[Task inputs]

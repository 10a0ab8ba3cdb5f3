use std::{sync::Arc, time::Instant};

use tokio::{
    sync::{mpsc, oneshot},
    task::JoinHandle,
};
use tracing::{debug, error, info, warn};

use crate::{
    artifact::{ArtifactFetcher, Transport},
    config::AppConfig,
    engine::{
        EngineLoader, ResponseOptions, ServiceConfig, TranslationEngine, TranslationService,
    },
    error::ServiceError,
    model::{LanguagePair, ModelBuilder, ModelManager, ModelRegistry},
    protocol::{Command, ImportReply, LoadStatus, Reply, ReplyError},
    translation::{TranslationOutput, Translator, count_words},
};

#[derive(Debug, Clone, Copy, PartialEq, Eq)]
pub enum WorkerState {
    Uninitialized,
    EngineImported,
    ModelReady,
}

pub struct WorkerContext {
    config: Arc<AppConfig>,
    loader: Arc<dyn EngineLoader>,
    fetcher: ArtifactFetcher,
    engine: Option<Arc<dyn TranslationEngine>>,
    service: Option<Arc<dyn TranslationService>>,
    registry: Option<Arc<ModelRegistry>>,
    models: ModelManager,
    options: ResponseOptions,
    state: WorkerState,
}

impl WorkerContext {
    pub fn new(
        config: Arc<AppConfig>,
        loader: Arc<dyn EngineLoader>,
        transport: Arc<dyn Transport>,
    ) -> Self {
        let options = config.response_options;
        Self {
            config,
            loader,
            fetcher: ArtifactFetcher::new(transport),
            engine: None,
            service: None,
            registry: None,
            models: ModelManager::new(),
            options,
            state: WorkerState::Uninitialized,
        }
    }

    pub fn state(&self) -> WorkerState {
        self.state
    }

    pub fn models(&self) -> &ModelManager {
        &self.models
    }

    pub fn registry(&self) -> Option<&ModelRegistry> {
        self.registry.as_deref()
    }

    pub async fn handle(&mut self, command: Command) -> Reply {
        let name = command.name();
        debug!(command = name, "command received");

        let reply = match command {
            Command::Import => Reply::Import(self.import().await.map_err(|err| {
                error!(%err, "engine import failed");
                ReplyError::from(&err)
            })),
            Command::LoadModel { from, to } => {
                let pair = LanguagePair::new(from, to);
                let start = Instant::now();
                Reply::LoadModel(match self.load_model(&pair).await {
                    Ok(status) => {
                        info!(
                            %pair,
                            elapsed_ms = start.elapsed().as_millis() as u64,
                            "model successfully constructed"
                        );
                        Ok(status)
                    }
                    Err(err) => {
                        warn!(%pair, %err, "model construction failed");
                        Err(ReplyError::from(&err))
                    }
                })
            }
            Command::Translate {
                from,
                to,
                paragraphs,
            } => {
                let pair = LanguagePair::new(from, to);
                let words = count_words(&paragraphs);
                let start = Instant::now();
                Reply::Translate(match self.translate(&pair, &paragraphs) {
                    Ok(output) => {
                        let secs = start.elapsed().as_secs_f64();
                        let wps = if secs > 0.0 { words as f64 / secs } else { words as f64 };
                        info!(%pair, words, secs, wps = wps.round() as u64, "translation successful");
                        Ok(output.paragraphs)
                    }
                    Err(err) => {
                        warn!(%pair, %err, "translation failed");
                        Err(ReplyError::from(&err))
                    }
                })
            }
        };

        debug!(command = name, "command done, posting reply");
        reply
    }

    async fn import(&mut self) -> Result<ImportReply, ServiceError> {
        if self.engine.is_none() {
            let start = Instant::now();
            let engine = self
                .loader
                .load()
                .await
                .map_err(|e| ServiceError::EngineImport(e.to_string()))?;
            info!(
                elapsed_ms = start.elapsed().as_millis() as u64,
                "engine runtime initialized"
            );
            self.engine = Some(engine);
        }
        if self.state == WorkerState::Uninitialized {
            self.state = WorkerState::EngineImported;
        }

        let registry = match &self.registry {
            Some(registry) => Arc::clone(registry),
            None => {
                let registry: ModelRegistry =
                    self.fetcher.fetch_json(&self.config.registry_url).await?;
                info!(pairs = registry.len(), "model registry loaded");
                let registry = Arc::new(registry);
                self.registry = Some(Arc::clone(&registry));
                registry
            }
        };

        Ok(ImportReply {
            registry,
            version: self.config.version_tag.clone(),
        })
    }

    async fn load_model(&mut self, pair: &LanguagePair) -> Result<LoadStatus, ServiceError> {
        let engine = self.engine.clone().ok_or(ServiceError::EngineNotImported)?;
        let registry = self
            .registry
            .clone()
            .ok_or_else(|| ServiceError::Registry("registry not loaded".to_string()))?;

        if self.service.is_none() {
            let config = ServiceConfig::default();
            debug!(?config, "creating translation service");
            let service = engine
                .create_service(&config)
                .map_err(|e| ServiceError::EngineConstruction(e.to_string()))?;
            self.service = Some(service);
        }

        let builder = ModelBuilder {
            engine: engine.as_ref(),
            registry: registry.as_ref(),
            fetcher: &self.fetcher,
            config: &self.config,
        };
        self.models.load_pair(&builder, pair).await?;
        self.state = WorkerState::ModelReady;

        Ok(if registry.is_experimental(pair) {
            LoadStatus::Experimental
        } else {
            LoadStatus::Loaded
        })
    }

    fn translate(
        &self,
        pair: &LanguagePair,
        paragraphs: &[String],
    ) -> Result<TranslationOutput, ServiceError> {
        let service = self.service.as_deref().ok_or(ServiceError::EngineNotImported)?;
        Translator {
            service,
            models: &self.models,
            options: &self.options,
        }
        .translate(pair, paragraphs)
    }
}

struct Envelope {
    command: Command,
    reply: oneshot::Sender<Reply>,
}

/// Cloneable sender side of the command queue.
#[derive(Clone)]
pub struct WorkerHandle {
    tx: mpsc::Sender<Envelope>,
}

impl WorkerHandle {
    pub async fn send(&self, command: Command) -> Result<Reply, ServiceError> {
        let (reply, rx) = oneshot::channel();
        self.tx
            .send(Envelope { command, reply })
            .await
            .map_err(|_| ServiceError::WorkerUnavailable)?;
        rx.await.map_err(|_| ServiceError::WorkerUnavailable)
    }
}

/// Starts the command loop. Commands are handled strictly in arrival order.
pub fn spawn_worker(context: WorkerContext, queue_depth: usize) -> (WorkerHandle, JoinHandle<()>) {
    let (tx, rx) = mpsc::channel(queue_depth.max(1));
    let task = tokio::spawn(run(context, rx));
    (WorkerHandle { tx }, task)
}

async fn run(mut context: WorkerContext, mut rx: mpsc::Receiver<Envelope>) {
    while let Some(Envelope { command, reply }) = rx.recv().await {
        let response = context.handle(command).await;
        if reply.send(response).is_err() {
            debug!("caller went away before the reply was posted");
        }
    }
    debug!("command queue closed, worker exiting");
}
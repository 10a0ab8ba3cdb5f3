use std::{any::Any, fmt, sync::Arc};

use async_trait::async_trait;
use serde::{Deserialize, Serialize};
use thiserror::Error;

use crate::artifact::AlignedBuffer;

/// Opaque failure reported by the engine.
#[derive(Debug, Clone, Error)]
#[error("{0}")]
pub struct EngineError(pub String);

#[derive(Debug, Clone, Copy, PartialEq, Eq, Serialize, Deserialize)]
pub struct ServiceConfig {
    pub cache_size: usize,
}

impl Default for ServiceConfig {
    fn default() -> Self {
        Self { cache_size: 0 }
    }
}

#[derive(Debug, Clone, Copy, Default, PartialEq, Eq, Serialize, Deserialize)]
pub struct ResponseOptions {
    pub quality_scores: bool,
    pub alignment: bool,
    pub html: bool,
}

/// `[begin, end)` offsets into the UTF-8 encoding of a text.
#[derive(Debug, Clone, Copy, PartialEq, Eq, Serialize, Deserialize)]
pub struct ByteRange {
    pub begin: usize,
    pub end: usize,
}

impl ByteRange {
    pub fn new(begin: usize, end: usize) -> Self {
        Self { begin, end }
    }
}

/// One response per input paragraph.
#[derive(Debug, Clone, PartialEq, Eq)]
pub struct EngineResponse {
    pub original_text: String,
    pub translated_text: String,
    pub source_sentences: Vec<ByteRange>,
    pub translated_sentences: Vec<ByteRange>,
}

impl EngineResponse {
    pub fn sentence_count(&self) -> usize {
        self.source_sentences
            .len()
            .min(self.translated_sentences.len())
    }
}

/// Buffers consumed by model construction. The engine takes ownership;
/// they are released when the returned model is dropped.
#[derive(Debug)]
pub struct ModelBuffers {
    pub model: AlignedBuffer,
    pub shortlist: AlignedBuffer,
    /// Source vocabulary first, then target. A shared vocabulary appears twice.
    pub vocabs: Vec<Arc<AlignedBuffer>>,
    pub quality_model: Option<AlignedBuffer>,
}

pub trait EngineModel: Send + Sync + fmt::Debug {
    fn as_any(&self) -> &dyn Any;
}

pub trait TranslationService: Send + Sync {
    fn translate(
        &self,
        model: &dyn EngineModel,
        inputs: &[String],
        options: &ResponseOptions,
    ) -> Result<Vec<EngineResponse>, EngineError>;
}

pub trait TranslationEngine: Send + Sync {
    fn create_service(
        &self,
        config: &ServiceConfig,
    ) -> Result<Arc<dyn TranslationService>, EngineError>;

    fn create_model(
        &self,
        config: &str,
        buffers: ModelBuffers,
    ) -> Result<Box<dyn EngineModel>, EngineError>;
}

/// Brings the engine up. Runs on the `import` command.
#[async_trait]
pub trait EngineLoader: Send + Sync {
    async fn load(&self) -> Result<Arc<dyn TranslationEngine>, EngineError>;
}

/// Loader for an engine that is already constructed in-process.
pub struct StaticEngine(pub Arc<dyn TranslationEngine>);

#[async_trait]
impl EngineLoader for StaticEngine {
    async fn load(&self) -> Result<Arc<dyn TranslationEngine>, EngineError> {
        Ok(Arc::clone(&self.0))
    }
}

/// Loader used when the binary is built without an engine.
pub struct UnlinkedEngine;

#[async_trait]
impl EngineLoader for UnlinkedEngine {
    async fn load(&self) -> Result<Arc<dyn TranslationEngine>, EngineError> {
        Err(EngineError(
            "no translation engine is linked into this build".to_string(),
        ))
    }
}
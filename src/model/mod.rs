mod loader;
mod registry;
mod types;

pub use loader::{LoadedModel, ModelBuilder, ModelManager};
pub use registry::{
    ArtifactDescriptor, ArtifactPlan, EXPERIMENTAL_MODEL_TYPE, ModelRegistry, RegistryEntry,
};
pub use types::{LanguagePair, PIVOT_LANGUAGE};
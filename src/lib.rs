pub mod artifact;
pub mod config;
pub mod engine;
pub mod error;
pub mod model;
pub mod protocol;
pub mod server;
pub mod translation;
pub mod worker;

#[cfg(test)]
mod testing;

pub use config::AppConfig;
pub use error::{ErrorKind, ServiceError};
pub use model::{LanguagePair, ModelRegistry};
pub use protocol::{Command, Reply};
pub use server::build_router;
pub use worker::{WorkerContext, WorkerHandle, spawn_worker};
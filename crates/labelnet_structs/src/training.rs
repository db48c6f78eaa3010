use serde::{Deserialize, Serialize};

/// Optimizers a model can be built with.
#[derive(
    Debug,
    Clone,
    Copy,
    PartialEq,
    Eq,
    Hash,
    Serialize,
    Deserialize,
    strum::Display,
    strum::EnumString,
    strum::EnumIter,
)]
#[serde(rename_all = "lowercase")]
#[strum(serialize_all = "lowercase", ascii_case_insensitive)]
pub enum OptimizerKind {
    Adam,
    AdamW,
    Sgd,
    RmsProp,
    AdaGrad,
}

impl OptimizerKind {
    /// Learning rate used when a training request does not give one.
    #[must_use]
    pub const fn default_learning_rate(self) -> f64 {
        match self {
            Self::Sgd => 0.01,
            Self::Adam | Self::AdamW | Self::RmsProp | Self::AdaGrad => 0.001,
        }
    }
}

/// Loss functions a model can be built with.
#[derive(
    Debug,
    Clone,
    Copy,
    PartialEq,
    Eq,
    Hash,
    Serialize,
    Deserialize,
    strum::Display,
    strum::EnumString,
    strum::EnumIter,
)]
#[serde(rename_all = "snake_case")]
#[strum(serialize_all = "snake_case", ascii_case_insensitive)]
pub enum LossKind {
    SparseCategoricalCrossentropy,
    CategoricalCrossentropy,
    #[strum(to_string = "mean_squared_error", serialize = "mse")]
    #[serde(alias = "mse")]
    MeanSquaredError,
}

impl LossKind {
    /// Whether the loss is computed from logits rather than probabilities.
    #[must_use]
    pub const fn is_cross_entropy(self) -> bool {
        matches!(
            self,
            Self::SparseCategoricalCrossentropy | Self::CategoricalCrossentropy
        )
    }
}

#[cfg(test)]
mod tests {
    use strum::IntoEnumIterator;

    use super::*;

    #[test]
    fn test_optimizer_round_trips_through_strings() {
        for kind in OptimizerKind::iter() {
            assert_eq!(kind.to_string().parse::<OptimizerKind>().ok(), Some(kind));
        }
        assert_eq!("Adam".parse::<OptimizerKind>().ok(), Some(OptimizerKind::Adam));
        assert_eq!("rmsprop".parse::<OptimizerKind>().ok(), Some(OptimizerKind::RmsProp));
        assert!("lbfgs".parse::<OptimizerKind>().is_err());
    }

    #[test]
    fn test_default_learning_rates() {
        assert!((OptimizerKind::Sgd.default_learning_rate() - 0.01).abs() < f64::EPSILON);
        assert!((OptimizerKind::Adam.default_learning_rate() - 0.001).abs() < f64::EPSILON);
    }

    #[test]
    fn test_loss_aliases() {
        assert_eq!("mse".parse::<LossKind>().ok(), Some(LossKind::MeanSquaredError));
        assert_eq!(
            "mean_squared_error".parse::<LossKind>().ok(),
            Some(LossKind::MeanSquaredError)
        );
        assert_eq!(LossKind::MeanSquaredError.to_string(), "mean_squared_error");
        assert_eq!(
            "sparse_categorical_crossentropy".parse::<LossKind>().ok(),
            Some(LossKind::SparseCategoricalCrossentropy)
        );
        assert!(LossKind::CategoricalCrossentropy.is_cross_entropy());
        assert!(!LossKind::MeanSquaredError.is_cross_entropy());
    }
}
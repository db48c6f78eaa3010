use chrono::{DateTime, Utc};
use serde::{Deserialize, Serialize};
use sqlx::types::Json;

use crate::{ValidationError, Visibility};

pub const DATASET_NAME_MAX_LEN: usize = 200;
pub const MAX_KEYWORDS: usize = 3;

/// Largest fixed element size a dataset may ask for, per side.
pub const MAX_DATASET_IMAGE_SIDE: u32 = 1024;

/// Kind of files a dataset holds.
#[derive(
    Debug,
    Clone,
    Copy,
    PartialEq,
    Eq,
    Hash,
    Default,
    Serialize,
    Deserialize,
    sqlx::Type,
    strum::Display,
    strum::EnumString,
)]
#[sqlx(type_name = "dataset_type", rename_all = "snake_case")]
#[serde(rename_all = "snake_case")]
#[strum(serialize_all = "snake_case", ascii_case_insensitive)]
pub enum DatasetType {
    #[default]
    Image,
    Text,
}

/// How elements are annotated: one label per element, or polygon areas.
#[derive(
    Debug,
    Clone,
    Copy,
    PartialEq,
    Eq,
    Hash,
    Default,
    Serialize,
    Deserialize,
    sqlx::Type,
    strum::Display,
    strum::EnumString,
)]
#[sqlx(type_name = "datatype", rename_all = "snake_case")]
#[serde(rename_all = "snake_case")]
#[strum(serialize_all = "snake_case", ascii_case_insensitive)]
pub enum Datatype {
    #[default]
    Classification,
    Area,
}

/// A dataset row with its derived counts.
#[derive(Debug, Clone, Serialize, Deserialize, sqlx::FromRow)]
pub struct Dataset {
    pub id: i64,
    pub name: String,
    pub description: String,
    pub created_at: DateTime<Utc>,
    pub owner_id: i64,

    /// Object path of the cover image
    pub image: Option<String>,

    /// Object path of the cover thumbnail
    pub image_small: Option<String>,

    pub verified: bool,
    pub keywords: Json<Vec<String>>,

    /// Fixed element width; uploads are resized to it when set
    pub image_width: Option<i32>,

    /// Fixed element height; uploads are resized to it when set
    pub image_height: Option<i32>,

    pub visibility: Visibility,
    pub datatype: Datatype,
    pub dataset_type: DatasetType,

    pub element_count: i64,
    pub label_count: i64,
    pub download_count: i64,
}

impl Dataset {
    /// Whether `profile_id` may read this dataset.
    #[must_use]
    pub fn is_visible_to(&self, profile_id: Option<i64>) -> bool {
        self.visibility.is_public() || profile_id == Some(self.owner_id)
    }

    /// The fixed `(width, height)` of the dataset elements, if any.
    #[must_use]
    pub fn fixed_size(&self) -> Option<(u32, u32)> {
        let width = u32::try_from(self.image_width?).ok()?;
        let height = u32::try_from(self.image_height?).ok()?;
        Some((width, height))
    }
}

/// Fields needed to create a dataset.
#[derive(Debug, Clone, Default)]
pub struct NewDataset {
    pub name: String,
    pub description: String,
    pub visibility: Visibility,
    pub datatype: Datatype,
    pub dataset_type: DatasetType,
    pub keywords: Vec<String>,
    pub image_width: Option<u32>,
    pub image_height: Option<u32>,
}

impl NewDataset {
    /// Checks lengths, keywords and the fixed image size.
    ///
    /// # Errors
    ///
    /// Returns the first field that fails validation.
    pub fn validate(&self) -> Result<(), ValidationError> {
        crate::check_name("name", &self.name, DATASET_NAME_MAX_LEN)?;
        validate_keywords(&self.keywords)?;

        for (field, side) in [("imageWidth", self.image_width), ("imageHeight", self.image_height)] {
            if let Some(side) = side
                && !(1..=MAX_DATASET_IMAGE_SIDE).contains(&side)
            {
                return Err(ValidationError::OutOfRange {
                    field,
                    min: 1,
                    max: MAX_DATASET_IMAGE_SIDE,
                });
            }
        }

        Ok(())
    }
}

/// Checks the keyword list of a dataset.
///
/// # Errors
///
/// Returns an error if there are too many keywords or one of them is blank.
pub fn validate_keywords(keywords: &[String]) -> Result<(), ValidationError> {
    if keywords.len() > MAX_KEYWORDS {
        return Err(ValidationError::TooManyKeywords {
            count: keywords.len(),
            max: MAX_KEYWORDS,
        });
    }
    if keywords.iter().any(|k| k.trim().is_empty()) {
        return Err(ValidationError::Empty { field: "keywords" });
    }
    Ok(())
}

#[cfg(test)]
mod tests {
    use super::*;

    fn new_dataset() -> NewDataset {
        NewDataset {
            name: "Cats and dogs".to_string(),
            ..NewDataset::default()
        }
    }

    #[test]
    fn test_new_dataset_defaults() {
        let dataset = new_dataset();
        assert_eq!(dataset.visibility, Visibility::Private);
        assert_eq!(dataset.datatype, Datatype::Classification);
        assert_eq!(dataset.dataset_type, DatasetType::Image);
        assert!(dataset.validate().is_ok());
    }

    #[test]
    fn test_too_many_keywords() {
        let dataset = NewDataset {
            keywords: vec!["a".into(), "b".into(), "c".into(), "d".into()],
            ..new_dataset()
        };
        assert_eq!(
            dataset.validate(),
            Err(ValidationError::TooManyKeywords { count: 4, max: 3 })
        );
    }

    #[test]
    fn test_image_size_range() {
        let dataset = NewDataset {
            image_width: Some(0),
            ..new_dataset()
        };
        assert!(dataset.validate().is_err());

        let dataset = NewDataset {
            image_width: Some(64),
            image_height: Some(2048),
            ..new_dataset()
        };
        assert!(dataset.validate().is_err());
    }

    #[test]
    fn test_datatype_parse() {
        assert_eq!("area".parse::<Datatype>().ok(), Some(Datatype::Area));
        assert_eq!("Text".parse::<DatasetType>().ok(), Some(DatasetType::Text));
    }
}
#[cfg(test)]
mod tests {
    use burn::backend::{Autodiff, NdArray};
    use labelnet_structs::{ActivationFunction, LayerKind, LayerSpec};

    use super::*;
    use crate::build_network;

    type TrainBackend = Autodiff<NdArray>;

    /// Two linearly separable classes: the sign of the first feature.
    fn separable_samples(count: usize) -> Vec<Sample> {
        (0..count)
            .map(|i| {
                let label = i % 2;
                let sign = if label == 0 { -1.0 } else { 1.0 };
                #[allow(clippy::cast_precision_loss)]
                let jitter = (i % 7) as f32 * 0.05;
                Sample {
                    input: vec![sign * (1.0 + jitter), 0.5 - jitter],
                    label,
                }
            })
            .collect()
    }

    fn classifier() -> Vec<LayerSpec> {
        vec![
            LayerSpec::new(LayerKind::Dense { nodes_count: 8 })
                .with_activation(ActivationFunction::Relu)
                .with_input(Some(2), None, None),
            LayerSpec::new(LayerKind::Dense { nodes_count: 2 })
                .with_activation(ActivationFunction::Softmax),
        ]
    }

    fn build() -> Network<TrainBackend> {
        build_network(&classifier(), TensorShape::Vector(2), &Default::default()).unwrap()
    }

    #[test]
    fn test_fit_learns_separable_data() {
        let samples = separable_samples(64);
        let config = TrainConfig {
            learning_rate: 0.05,
            batch_size: 16,
            validation_split: 0.25,
            ..TrainConfig::new(OptimizerKind::Adam, LossKind::SparseCategoricalCrossentropy, 30)
        };

        let (network, history) = fit(build(), &samples, 2, &config).unwrap();

        assert_eq!(history.loss.len(), 30);
        assert_eq!(history.accuracy.len(), 30);
        assert_eq!(history.val_loss.len(), 30);
        assert_eq!(history.val_accuracy.len(), 30);
        assert!(history.loss[29] < history.loss[0], "loss did not decrease: {history:?}");
        assert!(history.final_accuracy().unwrap() > 0.9, "{history:?}");

        let evaluation = evaluate(&network, &samples, 2, LossKind::SparseCategoricalCrossentropy).unwrap();
        assert!(evaluation.accuracy > 0.9);
    }

    #[test]
    fn test_every_optimizer_and_loss_runs() {
        let samples = separable_samples(8);
        for optimizer in [
            OptimizerKind::Adam,
            OptimizerKind::AdamW,
            OptimizerKind::Sgd,
            OptimizerKind::RmsProp,
            OptimizerKind::AdaGrad,
        ] {
            for loss in [
                LossKind::SparseCategoricalCrossentropy,
                LossKind::CategoricalCrossentropy,
                LossKind::MeanSquaredError,
            ] {
                let config = TrainConfig::new(optimizer, loss, 1);
                let (_, history) = fit(build(), &samples, 2, &config).unwrap();
                assert_eq!(history.loss.len(), 1);
                assert!(history.loss[0].is_finite(), "{optimizer} / {loss}");
                assert!(history.val_loss.is_empty());
            }
        }
    }

    #[test]
    fn test_output_must_match_class_count() {
        let samples = separable_samples(4);
        let config = TrainConfig::new(OptimizerKind::Sgd, LossKind::MeanSquaredError, 1);
        assert!(matches!(
            fit(build(), &samples, 3, &config),
            Err(NetworkError::OutputMismatch { classes: 3, .. })
        ));
    }

    #[test]
    fn test_rejects_bad_samples() {
        let config = TrainConfig::new(OptimizerKind::Sgd, LossKind::MeanSquaredError, 1);
        assert!(matches!(fit(build(), &[], 2, &config), Err(NetworkError::NoSamples)));

        let short = vec![Sample {
            input: vec![1.0],
            label: 0,
        }];
        assert!(matches!(
            fit(build(), &short, 2, &config),
            Err(NetworkError::InputMismatch { expected: 2, actual: 1 })
        ));

        let unknown_label = vec![Sample {
            input: vec![1.0, 1.0],
            label: 5,
        }];
        assert!(matches!(
            fit(build(), &unknown_label, 2, &config),
            Err(NetworkError::LabelOutOfRange { label: 5, .. })
        ));
    }

    #[test]
    fn test_final_accuracy_prefers_validation() {
        let history = History {
            accuracy: vec![0.5, 0.7],
            loss: vec![1.0, 0.5],
            val_accuracy: vec![0.4, 0.6],
            val_loss: vec![1.1, 0.8],
        };
        assert_eq!(history.final_accuracy(), Some(0.6));

        let no_validation = History {
            val_accuracy: vec![],
            val_loss: vec![],
            ..history
        };
        assert_eq!(no_validation.final_accuracy(), Some(0.7));
        assert_eq!(History::default().final_accuracy(), None);
    }
}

[What is required]
Search the entries above for the string "StaticEngine". Copy each line that holds it.

[Solution for this exercise]
pub struct StaticEngine(pub Arc<dyn TranslationEngine>);
impl EngineLoader for StaticEngine {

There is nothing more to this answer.